> Records:
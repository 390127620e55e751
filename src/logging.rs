// src/logging.rs

//! Logging setup for `dlpilot` using `tracing` + `tracing-subscriber`.
//!
//! The level comes from the `--log-level` flag when given, else the
//! `DLPILOT_LOG` environment variable (any `tracing::Level` name, e.g.
//! "info" or "debug"), else `info`. Logs go to STDERR; stdout stays free
//! for the supervised tool's own output.

use anyhow::Result;
use tracing_subscriber::fmt;

use crate::cli::LogLevel;

/// Initialise global logging subscriber.
///
/// Safe to call once at startup.
pub fn init_logging(cli_level: Option<LogLevel>) -> Result<()> {
    fmt()
        .with_max_level(resolve_level(cli_level))
        .with_target(true)
        .with_thread_ids(false)
        .with_thread_names(false)
        .with_writer(std::io::stderr)
        .init();
    Ok(())
}

fn resolve_level(cli_level: Option<LogLevel>) -> tracing::Level {
    match cli_level {
        Some(LogLevel::Error) => tracing::Level::ERROR,
        Some(LogLevel::Warn) => tracing::Level::WARN,
        Some(LogLevel::Info) => tracing::Level::INFO,
        Some(LogLevel::Debug) => tracing::Level::DEBUG,
        Some(LogLevel::Trace) => tracing::Level::TRACE,
        None => std::env::var("DLPILOT_LOG")
            .ok()
            .and_then(|s| s.trim().parse().ok())
            .unwrap_or(tracing::Level::INFO),
    }
}

#[cfg(test)]
mod tests {
    use super::*;

    /// The CLI flag wins over whatever the environment says.
    #[test]
    fn test_cli_flag_beats_env() {
        assert_eq!(resolve_level(Some(LogLevel::Trace)), tracing::Level::TRACE);
        assert_eq!(resolve_level(Some(LogLevel::Error)), tracing::Level::ERROR);
    }
}
// src/command.rs

//! Building the tool invocation from user-chosen options.
//!
//! The supervisor core only sees the finished [`CommandSpec`]; everything
//! option-shaped lives here: the quality and format maps, playlist
//! detection, and the output template.

use std::path::PathBuf;
use std::str::FromStr;

use crate::errors::{DlpilotError, Result};

/// A fully-built tool invocation: program, ordered args, target directory.
#[derive(Debug, Clone)]
pub struct CommandSpec {
    pub program: PathBuf,
    pub args: Vec<String>,
    pub target_dir: PathBuf,
}

impl CommandSpec {
    /// One-line rendering for logs and `--dry-run`.
    pub fn display_line(&self) -> String {
        format!("{} {}", self.program.display(), self.args.join(" "))
    }
}

/// One user download request, before argv assembly.
#[derive(Debug, Clone)]
pub struct DownloadRequest {
    pub tool: PathBuf,
    pub url: String,
    pub dest: PathBuf,
    pub options: DownloadOptions,
}

/// Mode-specific choices; each mode carries its own quality and format.
#[derive(Debug, Clone, PartialEq, Eq)]
pub enum DownloadOptions {
    Video {
        quality: VideoQuality,
        format: Option<VideoFormat>,
    },
    Audio {
        quality: AudioQuality,
        format: Option<AudioFormat>,
    },
}

impl DownloadOptions {
    /// Parse user-facing choice strings for the selected mode.
    pub fn from_choices(audio: bool, quality: Option<&str>, format: Option<&str>) -> Result<Self> {
        if audio {
            Ok(DownloadOptions::Audio {
                quality: match quality {
                    Some(q) => q.parse()?,
                    None => AudioQuality::default(),
                },
                format: format.map(|f| f.parse::<AudioFormat>()).transpose()?,
            })
        } else {
            Ok(DownloadOptions::Video {
                quality: match quality {
                    Some(q) => q.parse()?,
                    None => VideoQuality::default(),
                },
                format: format.map(|f| f.parse::<VideoFormat>()).transpose()?,
            })
        }
    }
}

impl DownloadRequest {
    /// Assemble the final argv in the tool's expected order: selector
    /// flags, playlist handling, output template, progress flags, URL last.
    pub fn build(&self) -> CommandSpec {
        let mut args: Vec<String> = Vec::new();

        match &self.options {
            DownloadOptions::Video { quality, format } => {
                if let Some(selector) = quality.selector() {
                    args.push("-f".to_string());
                    args.push(selector);
                }
                if let Some(format) = format {
                    args.push("--merge-output-format".to_string());
                    args.push(format.as_str().to_string());
                }
            }
            DownloadOptions::Audio { quality, format } => {
                args.push("--audio-quality".to_string());
                args.push(quality.level().to_string());
                args.push("--extract-audio".to_string());
                if let Some(format) = format {
                    args.push("--audio-format".to_string());
                    args.push(format.as_str().to_string());
                }
            }
        }

        if is_playlist_url(&self.url) {
            args.push("--no-playlist".to_string());
        }

        // Title plus video id keeps filenames unique and filesystem-safe.
        args.push("-o".to_string());
        args.push(
            self.dest
                .join("%(title)s [%(id)s].%(ext)s")
                .to_string_lossy()
                .into_owned(),
        );

        args.push("--newline".to_string());
        args.push("--progress".to_string());
        args.push(self.url.clone());

        CommandSpec {
            program: self.tool.clone(),
            args,
            target_dir: self.dest.clone(),
        }
    }
}

/// Heuristic: does this URL point at a playlist rather than a single item?
///
/// Single-item downloads pass `--no-playlist` so a video link that happens
/// to carry a playlist parameter still fetches one item.
pub fn is_playlist_url(url: &str) -> bool {
    if url.contains("youtube.com") && url.contains("list=") {
        return true;
    }
    if url.contains("bilibili.com") && url.contains("plist=") {
        return true;
    }
    let lower = url.to_lowercase();
    ["playlist", "list=", "album=", "page="]
        .iter()
        .any(|indicator| lower.contains(indicator))
}

/// Video quality choices.
#[derive(Debug, Clone, Copy, PartialEq, Eq, Default)]
pub enum VideoQuality {
    /// Let the tool pick; no `-f` selector is emitted.
    #[default]
    Auto,
    Best,
    H1080,
    H720,
    H480,
    H360,
    VideoOnly,
    AudioOnly,
}

impl VideoQuality {
    fn selector(self) -> Option<String> {
        match self {
            VideoQuality::Auto => None,
            VideoQuality::Best => Some("best".to_string()),
            VideoQuality::H1080 => Some(height_capped(1080)),
            VideoQuality::H720 => Some(height_capped(720)),
            VideoQuality::H480 => Some(height_capped(480)),
            VideoQuality::H360 => Some(height_capped(360)),
            VideoQuality::VideoOnly => Some("bestvideo".to_string()),
            VideoQuality::AudioOnly => Some("bestaudio".to_string()),
        }
    }
}

fn height_capped(height: u32) -> String {
    format!("bestvideo[height<={height}]+bestaudio/best[height<={height}]")
}

impl FromStr for VideoQuality {
    type Err = DlpilotError;

    fn from_str(s: &str) -> Result<Self> {
        match s.trim().to_lowercase().as_str() {
            "auto" => Ok(VideoQuality::Auto),
            "best" => Ok(VideoQuality::Best),
            "1080p" | "1080" => Ok(VideoQuality::H1080),
            "720p" | "720" => Ok(VideoQuality::H720),
            "480p" | "480" => Ok(VideoQuality::H480),
            "360p" | "360" => Ok(VideoQuality::H360),
            "video-only" => Ok(VideoQuality::VideoOnly),
            "audio-only" => Ok(VideoQuality::AudioOnly),
            other => Err(DlpilotError::ConfigError(format!(
                "unknown video quality '{other}' (expected auto, best, 1080p, 720p, \
                 480p, 360p, video-only, audio-only)"
            ))),
        }
    }
}

/// Audio bitrate choices, mapped onto the tool's 0..10 VBR quality scale.
#[derive(Debug, Clone, Copy, PartialEq, Eq, Default)]
pub enum AudioQuality {
    /// Best available; what `320k` maps to as well.
    #[default]
    Best,
    K320,
    K256,
    K192,
    K128,
    K96,
}

impl AudioQuality {
    fn level(self) -> &'static str {
        match self {
            AudioQuality::Best | AudioQuality::K320 => "0",
            AudioQuality::K256 => "2",
            AudioQuality::K192 => "3",
            AudioQuality::K128 => "5",
            AudioQuality::K96 => "7",
        }
    }
}

impl FromStr for AudioQuality {
    type Err = DlpilotError;

    fn from_str(s: &str) -> Result<Self> {
        match s.trim().to_lowercase().as_str() {
            "best" | "auto" => Ok(AudioQuality::Best),
            "320k" | "320" => Ok(AudioQuality::K320),
            "256k" | "256" => Ok(AudioQuality::K256),
            "192k" | "192" => Ok(AudioQuality::K192),
            "128k" | "128" => Ok(AudioQuality::K128),
            "96k" | "96" => Ok(AudioQuality::K96),
            other => Err(DlpilotError::ConfigError(format!(
                "unknown audio quality '{other}' (expected best, 320k, 256k, 192k, \
                 128k, 96k)"
            ))),
        }
    }
}

/// Container formats for video downloads (`--merge-output-format`).
#[derive(Debug, Clone, Copy, PartialEq, Eq)]
pub enum VideoFormat {
    Mp4,
    Webm,
    Mkv,
    Mov,
    Avi,
}

impl VideoFormat {
    fn as_str(self) -> &'static str {
        match self {
            VideoFormat::Mp4 => "mp4",
            VideoFormat::Webm => "webm",
            VideoFormat::Mkv => "mkv",
            VideoFormat::Mov => "mov",
            VideoFormat::Avi => "avi",
        }
    }
}

impl FromStr for VideoFormat {
    type Err = DlpilotError;

    fn from_str(s: &str) -> Result<Self> {
        match s.trim().to_lowercase().as_str() {
            "mp4" => Ok(VideoFormat::Mp4),
            "webm" => Ok(VideoFormat::Webm),
            "mkv" => Ok(VideoFormat::Mkv),
            "mov" => Ok(VideoFormat::Mov),
            "avi" => Ok(VideoFormat::Avi),
            other => Err(DlpilotError::ConfigError(format!(
                "unknown video format '{other}' (expected mp4, webm, mkv, mov, avi)"
            ))),
        }
    }
}

/// Codec targets for audio extraction (`--audio-format`).
#[derive(Debug, Clone, Copy, PartialEq, Eq)]
pub enum AudioFormat {
    Mp3,
    M4a,
    Wav,
    Flac,
    Opus,
}

impl AudioFormat {
    fn as_str(self) -> &'static str {
        match self {
            AudioFormat::Mp3 => "mp3",
            AudioFormat::M4a => "m4a",
            AudioFormat::Wav => "wav",
            AudioFormat::Flac => "flac",
            AudioFormat::Opus => "opus",
        }
    }
}

impl FromStr for AudioFormat {
    type Err = DlpilotError;

    fn from_str(s: &str) -> Result<Self> {
        match s.trim().to_lowercase().as_str() {
            "mp3" => Ok(AudioFormat::Mp3),
            "m4a" => Ok(AudioFormat::M4a),
            "wav" => Ok(AudioFormat::Wav),
            "flac" => Ok(AudioFormat::Flac),
            "opus" => Ok(AudioFormat::Opus),
            other => Err(DlpilotError::ConfigError(format!(
                "unknown audio format '{other}' (expected mp3, m4a, wav, flac, opus)"
            ))),
        }
    }
}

> Aim of the exercise: Check each line of the material for "selector". Copy the ones that have it.

> Response below:
    /// Assemble the final argv in the tool's expected order: selector
                if let Some(selector) = quality.selector() {
                    args.push(selector);
    /// Let the tool pick; no `-f` selector is emitted.
    fn selector(self) -> Option<String> {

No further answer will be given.